• DATA EXCERPTS:
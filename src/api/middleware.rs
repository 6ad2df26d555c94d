//! API Middleware
//!
//! Identity resolution, auth enforcement, rate limiting, and request
//! logging, grounded on the teacher's `auth_middleware` /
//! `rate_limit_middleware` / `mask_headers_for_logging` / `logging_middleware`
//! shape in the same file, generalized from a single "every route requires
//! an API key" policy to the spec's optional-vs-required split (§6).

use std::net::IpAddr;

use axum::{
    body::Body,
    extract::{ConnectInfo, State},
    http::{HeaderMap, Request, StatusCode},
    middleware::Next,
    response::{IntoResponse, Response},
    Json,
};
use serde_json::json;
use uuid::Uuid;

use super::state::AppState;
use crate::domain::OperationContext;
use crate::identity::Principal;

/// The resolved identity for this request, inserted by `identify_middleware`
/// whether or not a credential was presented. Distinct from
/// `OperationContext` (which also carries correlation id / client ip)
/// so handlers that only care about the principal's permissions don't have
/// to unpack the whole context.
#[derive(Debug, Clone)]
pub struct AuthenticatedPrincipal(pub Option<Principal>);

impl AuthenticatedPrincipal {
    pub fn principal_id(&self) -> Option<Uuid> {
        self.0.as_ref().map(|p| p.principal_id)
    }

    pub fn is_elevated(&self) -> bool {
        self.0.as_ref().map(|p| p.is_elevated()).unwrap_or(false)
    }
}

/// Extract a bearer credential from either `Authorization: Bearer <token>`
/// or the teacher's `X-API-Key` header (accepted as an alias so existing
/// API-key-issued clients keep working).
fn extract_credential(headers: &HeaderMap) -> Option<&str> {
    if let Some(value) = headers.get(axum::http::header::AUTHORIZATION).and_then(|v| v.to_str().ok()) {
        if let Some(token) = value.strip_prefix("Bearer ") {
            return Some(token);
        }
    }
    headers.get("X-API-Key").and_then(|v| v.to_str().ok())
}

/// Resolve whatever credential is present into a `Principal`, and always
/// attach an `OperationContext` + `AuthenticatedPrincipal`, anonymous if no
/// credential was presented or it didn't resolve. This middleware never
/// fails the request; `require_auth` is the layer that turns "anonymous" into
/// a 401 for routes that need it.
pub async fn identify_middleware(
    State(state): State<AppState>,
    headers: HeaderMap,
    ConnectInfo(addr): ConnectInfo<std::net::SocketAddr>,
    mut request: Request<Body>,
    next: Next,
) -> Response {
    let principal = match extract_credential(&headers) {
        Some(raw) => state.identity.resolve(raw).await.ok(),
        None => None,
    };

    let correlation_id = headers
        .get("X-Correlation-Id")
        .and_then(|v| v.to_str().ok())
        .and_then(|s| Uuid::parse_str(s).ok())
        .unwrap_or_else(Uuid::new_v4);

    let client_ip: IpAddr = addr.ip();

    let mut context = OperationContext::new()
        .with_correlation_id(correlation_id)
        .with_client_ip(client_ip);

    if let Some(ref p) = principal {
        context = context
            .with_api_key(p.api_key_id)
            .with_principal(p.principal_id)
            .with_elevated(p.is_elevated());
    }

    request.extensions_mut().insert(context);
    request.extensions_mut().insert(AuthenticatedPrincipal(principal));

    next.run(request).await
}

/// Reject anonymous requests with 401. Layered only on the routes marked
/// "required" in §6; routes marked "optional" only go through
/// `identify_middleware`.
pub async fn require_auth(request: Request<Body>, next: Next) -> Result<Response, Response> {
    let is_anonymous = request
        .extensions()
        .get::<AuthenticatedPrincipal>()
        .map(|p| p.0.is_none())
        .unwrap_or(true);

    if is_anonymous {
        return Err((
            StatusCode::UNAUTHORIZED,
            Json(json!({
                "success": false,
                "message": "a valid bearer credential is required for this endpoint"
            })),
        )
            .into_response());
    }

    Ok(next.run(request).await)
}

// =========================================================================
// Rate Limiting Middleware
// =========================================================================

/// Keyed by principal when authenticated, by client IP otherwise, mirroring
/// the teacher's `check_and_increment_rate_limit` bucket function but
/// generalized to accept an anonymous key.
pub async fn rate_limit_middleware(
    State(state): State<AppState>,
    request: Request<Body>,
    next: Next,
) -> Result<Response, Response> {
    let (bucket_key, limit) = match request.extensions().get::<AuthenticatedPrincipal>() {
        Some(AuthenticatedPrincipal(Some(principal))) => {
            (principal.api_key_id.to_string(), state.config.rate_limit_per_minute)
        }
        _ => {
            let ip = request
                .extensions()
                .get::<OperationContext>()
                .and_then(|ctx| ctx.client_ip)
                .map(|ip| ip.to_string())
                .unwrap_or_else(|| "unknown".to_string());
            (format!("anon:{ip}"), state.config.rate_limit_per_minute)
        }
    };

    let allowed: bool = match sqlx::query_scalar(r#"SELECT check_and_increment_rate_limit($1, $2)"#)
        .bind(&bucket_key)
        .bind(limit)
        .fetch_one(state.store.pool())
        .await
    {
        Ok(result) => result,
        Err(e) => {
            tracing::error!("Rate limit check error: {}", e);
            return Err((
                StatusCode::INTERNAL_SERVER_ERROR,
                Json(json!({
                    "success": false,
                    "message": "rate limit check failed"
                })),
            )
                .into_response());
        }
    };

    if !allowed {
        return Err((
            StatusCode::TOO_MANY_REQUESTS,
            Json(json!({
                "success": false,
                "message": "rate limit exceeded"
            })),
        )
            .into_response());
    }

    Ok(next.run(request).await)
}

// =========================================================================
// Request Logging
// =========================================================================

const SENSITIVE_HEADERS: &[&str] = &["x-api-key", "authorization", "cookie", "set-cookie"];

/// Mask sensitive headers for logging.
pub fn mask_headers_for_logging(headers: &HeaderMap) -> Vec<(String, String)> {
    headers
        .iter()
        .map(|(name, value)| {
            let name_lower = name.as_str().to_lowercase();
            let masked_value = if SENSITIVE_HEADERS.contains(&name_lower.as_str()) {
                "[REDACTED]".to_string()
            } else {
                value.to_str().unwrap_or("[invalid utf8]").to_string()
            };
            (name.to_string(), masked_value)
        })
        .collect()
}

/// Request logging middleware: logs method/uri/status/duration/correlation
/// id, masking sensitive headers before they reach the log.
pub async fn logging_middleware(request: Request<Body>, next: Next) -> Response {
    let method = request.method().clone();
    let uri = request.uri().clone();
    let headers = mask_headers_for_logging(request.headers());
    let correlation_id = request
        .extensions()
        .get::<OperationContext>()
        .and_then(|ctx| ctx.correlation_id);

    let start = std::time::Instant::now();

    tracing::info!(
        method = %method,
        uri = %uri,
        headers = ?headers,
        correlation_id = ?correlation_id,
        "Incoming request"
    );

    let response = next.run(request).await;

    let duration = start.elapsed();
    let status = response.status();

    tracing::info!(
        method = %method,
        uri = %uri,
        status = %status,
        duration_ms = %duration.as_millis(),
        correlation_id = ?correlation_id,
        "Request completed"
    );

    response
}

#[cfg(test)]
mod tests {
    use super::*;

    #[test]
    fn test_mask_headers_for_logging() {
        let mut headers = HeaderMap::new();
        headers.insert("content-type", "application/json".parse().unwrap());
        headers.insert("x-api-key", "secret-key-12345".parse().unwrap());
        headers.insert("x-request-user-id", "user-123".parse().unwrap());

        let masked = mask_headers_for_logging(&headers);

        let api_key = masked.iter().find(|(k, _)| k == "x-api-key");
        let content_type = masked.iter().find(|(k, _)| k == "content-type");
        let user_id = masked.iter().find(|(k, _)| k == "x-request-user-id");

        assert_eq!(api_key.unwrap().1, "[REDACTED]");
        assert_eq!(content_type.unwrap().1, "application/json");
        assert_eq!(user_id.unwrap().1, "user-123");
    }

    #[test]
    fn test_sensitive_headers_list() {
        assert!(SENSITIVE_HEADERS.contains(&"x-api-key"));
        assert!(SENSITIVE_HEADERS.contains(&"authorization"));
        assert!(!SENSITIVE_HEADERS.contains(&"content-type"));
    }

    #[test]
    fn test_extract_credential_prefers_bearer() {
        let mut headers = HeaderMap::new();
        headers.insert(axum::http::header::AUTHORIZATION, "Bearer abc123".parse().unwrap());
        headers.insert("X-API-Key", "other".parse().unwrap());
        assert_eq!(extract_credential(&headers), Some("abc123"));
    }

    #[test]
    fn test_extract_credential_falls_back_to_api_key_header() {
        let mut headers = HeaderMap::new();
        headers.insert("X-API-Key", "evt_live_abc".parse().unwrap());
        assert_eq!(extract_credential(&headers), Some("evt_live_abc"));
    }

    #[test]
    fn test_extract_credential_absent() {
        let headers = HeaderMap::new();
        assert_eq!(extract_credential(&headers), None);
    }
}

• DESCRIPTION OF THE TASK: Consider the string "iter". State how many lines of the data contain it, giving the number alone.

• ANSWER SPACE: 4